What microphone(s) do you recommend?
Well…? Yes! That’s a question for you. What microphones do you use when you create your screencast, web video or e-Learning projects? And, would you recommend it?
Quality audio is a never ending quest isn’t it? The topic of recommended microphones comes up fairly regularly. It came up again recently in this LinkedIn thread. (Note: Login might be required.)
For my part, I often switch-off between…
- Blue Microphone’s Yeti (desktop USB condenser microphone)
- Samson CO1U (also a desktop USB condenser mic)
- Audio-Technica ATR3350 (a wired lapel mic which you see me using in a lot of my “picture-in-picture” + screencast videos)
- A $35 Plantronics headset with boom mic (I can’t even find a link to it anymore because they’ve probably stopped making whatever model this is that I have)
And now I’m waiting for a Shure FP Wireless pack. (FP5 is the receiver. FP1 is the transmitter. And it comes with a WL 183 Lavalier microphone.)
Why all the different microphones?
I couldn’t really tell ya.

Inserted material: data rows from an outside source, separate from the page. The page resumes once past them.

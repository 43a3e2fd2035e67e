//! Census download locations
//!
//! URL templates for the PL 94-171 archive, TIGER/Line shapefile archives and
//! the CVAP special tabulation. The host comes from configuration so mirrors
//! and local test servers can stand in for www2.census.gov.

use rdpkg_common::state::StateInfo;
use rdpkg_common::DecennialYear;

fn underscored(name: &str) -> String {
    name.replace(' ', "_")
}

/// PL 94-171 redistricting archive for a state
pub fn pl_archive_url(base: &str, state: &StateInfo, year: DecennialYear) -> String {
    let code = state.code.to_ascii_lowercase();
    match year {
        DecennialYear::Y2020 => format!(
            "{base}/programs-surveys/decennial/2020/data/01-Redistricting_File--PL_94-171/{}/{code}2020.pl.zip",
            underscored(state.name)
        ),
        DecennialYear::Y2010 => format!(
            "{base}/census_2010/01-Redistricting_File--PL_94-171/{}/{code}2010.pl.zip",
            underscored(state.name)
        ),
    }
}

/// TIGER/Line archive for one shapefile layer (`tabblock`, `bg`, `vtd`, ...)
pub fn tiger_url(base: &str, state: &StateInfo, year: DecennialYear, layer: &str) -> String {
    let fips = state.fips;
    match year {
        DecennialYear::Y2020 => format!(
            "{base}/geo/tiger/TIGER2020PL/STATE/{fips}_{}/{fips}/tl_2020_{fips}_{layer}20.zip",
            underscored(state.name).to_ascii_uppercase()
        ),
        DecennialYear::Y2010 => format!(
            "{base}/geo/pvs/tiger2010st/{fips}_{}/{fips}/tl_2010_{fips}_{layer}10.zip",
            underscored(state.name)
        ),
    }
}

/// CVAP special tabulation for the five-year ACS release ending in `cvap_year`
pub fn cvap_url(base: &str, cvap_year: u16) -> String {
    format!(
        "{base}/programs-surveys/decennial/rdo/datasets/{cvap_year}/{cvap_year}-cvap/CVAP_{}-{cvap_year}_ACS_csv_files.zip",
        cvap_year.saturating_sub(4)
    )
}

#[cfg(test)]
mod tests {
    use super::*;

    const BASE: &str = "https://www2.census.gov";

    #[test]
    fn test_pl_urls() {
        let nh = StateInfo::by_code("NH").unwrap();
        assert_eq!(
            pl_archive_url(BASE, nh, DecennialYear::Y2020),
            "https://www2.census.gov/programs-surveys/decennial/2020/data/01-Redistricting_File--PL_94-171/New_Hampshire/nh2020.pl.zip"
        );
        assert_eq!(
            pl_archive_url(BASE, nh, DecennialYear::Y2010),
            "https://www2.census.gov/census_2010/01-Redistricting_File--PL_94-171/New_Hampshire/nh2010.pl.zip"
        );
    }

    #[test]
    fn test_tiger_urls() {
        let dc = StateInfo::by_code("DC").unwrap();
        assert_eq!(
            tiger_url(BASE, dc, DecennialYear::Y2020, "tabblock"),
            "https://www2.census.gov/geo/tiger/TIGER2020PL/STATE/11_DISTRICT_OF_COLUMBIA/11/tl_2020_11_tabblock20.zip"
        );
        assert_eq!(
            tiger_url(BASE, dc, DecennialYear::Y2010, "vtd"),
            "https://www2.census.gov/geo/pvs/tiger2010st/11_District_of_Columbia/11/tl_2010_11_vtd10.zip"
        );
    }

    #[test]
    fn test_cvap_url() {
        assert_eq!(
            cvap_url(BASE, 2021),
            "https://www2.census.gov/programs-surveys/decennial/rdo/datasets/2021/2021-cvap/CVAP_2017-2021_ACS_csv_files.zip"
        );
    }
}
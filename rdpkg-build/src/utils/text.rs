//! Census text decoding

use std::borrow::Cow;

/// Decode bytes as UTF-8, falling back to Latin-1
///
/// Returns the text and whether the fallback was needed. Census names such
/// as "Cataño" or "Doña Ana" are Latin-1 encoded in some releases.
pub fn decode_census_text(bytes: &[u8]) -> (Cow<'_, str>, bool) {
    match std::str::from_utf8(bytes) {
        Ok(text) => (Cow::Borrowed(text), false),
        Err(_) => (Cow::Owned(bytes.iter().map(|&b| b as char).collect()), true),
    }
}

/// Decode one field, trimming surrounding whitespace
pub fn decode_field(bytes: &[u8]) -> String {
    decode_census_text(bytes).0.trim().to_string()
}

Other than to say that, over time, I just sorta woke up one morning and realized these different mics were littered across my two offices.
But, here’s the thing. I don’t think the holy-grail-microphone-quest thingy is all about just the microphone. As a matter of fact, I’m on record suggesting that it’s worth considering the heinous act of “dumbing down” your microphone in some cases. (Hence, my trusty $35 Plantronics above.) Here’s my response to a recent discussion about all this:
“…What I’ve found is that while microphone quality is (important), the overall quality of your audio is the end result of the interaction of both microphone AND the acoustic quality of the room you’re recording in. If your options are limited in regards to office acoustics, it might actually be better to use a lower-end headset mic since their sound capture patterns tend to be more directional.
Like you, my (Blue Mic) Yeti records much better at my home office than in the business office. The thing is, all the rooms in my business office location are pretty much the same — acoustically crappy: AC vents all over the place with hollow drywalls comprised of metal framing and populated with furniture made of “acoustically bouncy” components. (I.e., faux wood, and weird plastic composites.)
All this serves to help sound bounce really well ALL over the place.
Ironically, a great microphone will do really well in capturing all that bouncy sound.
(Then I digress a bit to suggest a few settings on the Yeti folks might try in different acoustic environments.)
Yeti has 4 settings on it — try the most directional setting you can. (Omni and Cardioid will probably be too wide in an acoustically bouncy room. Stereo or Bidirectional might work better.)
(And here’s the main thing…)
But, even this might not be enough if the room just won’t cooperate. In those instances, I’ve actually found better results by “dumbing down” the microphone to accommodate the room I’m forced to work in, then relying on a couple of handy sound filters in post-production.
Don’t get me wrong. A better solution is to find a better room. (i.e, smaller–think “booth” or coat closet — with heavy carpeting and heavy wood furniture.) If the project warrants it, you might look into purchasing acoustic curtains to drape over the dry walls.
But, if options are limited, then my Plan B is, ironically, an old $35 Plantronics headset AND application of a couple of sound filters in Audacity during post. (Using Audacity, I apply the Noise Filter on the first pass, then the Bass Boost filter on a second pass to my Plantronics-recorded audio.)
For e-Learning projects, that combination actually ended up working really well — much better than using the Yeti in my acoustically bouncy office.”
So that’s my story. What’s yours?
What microphone(s) do you recommend?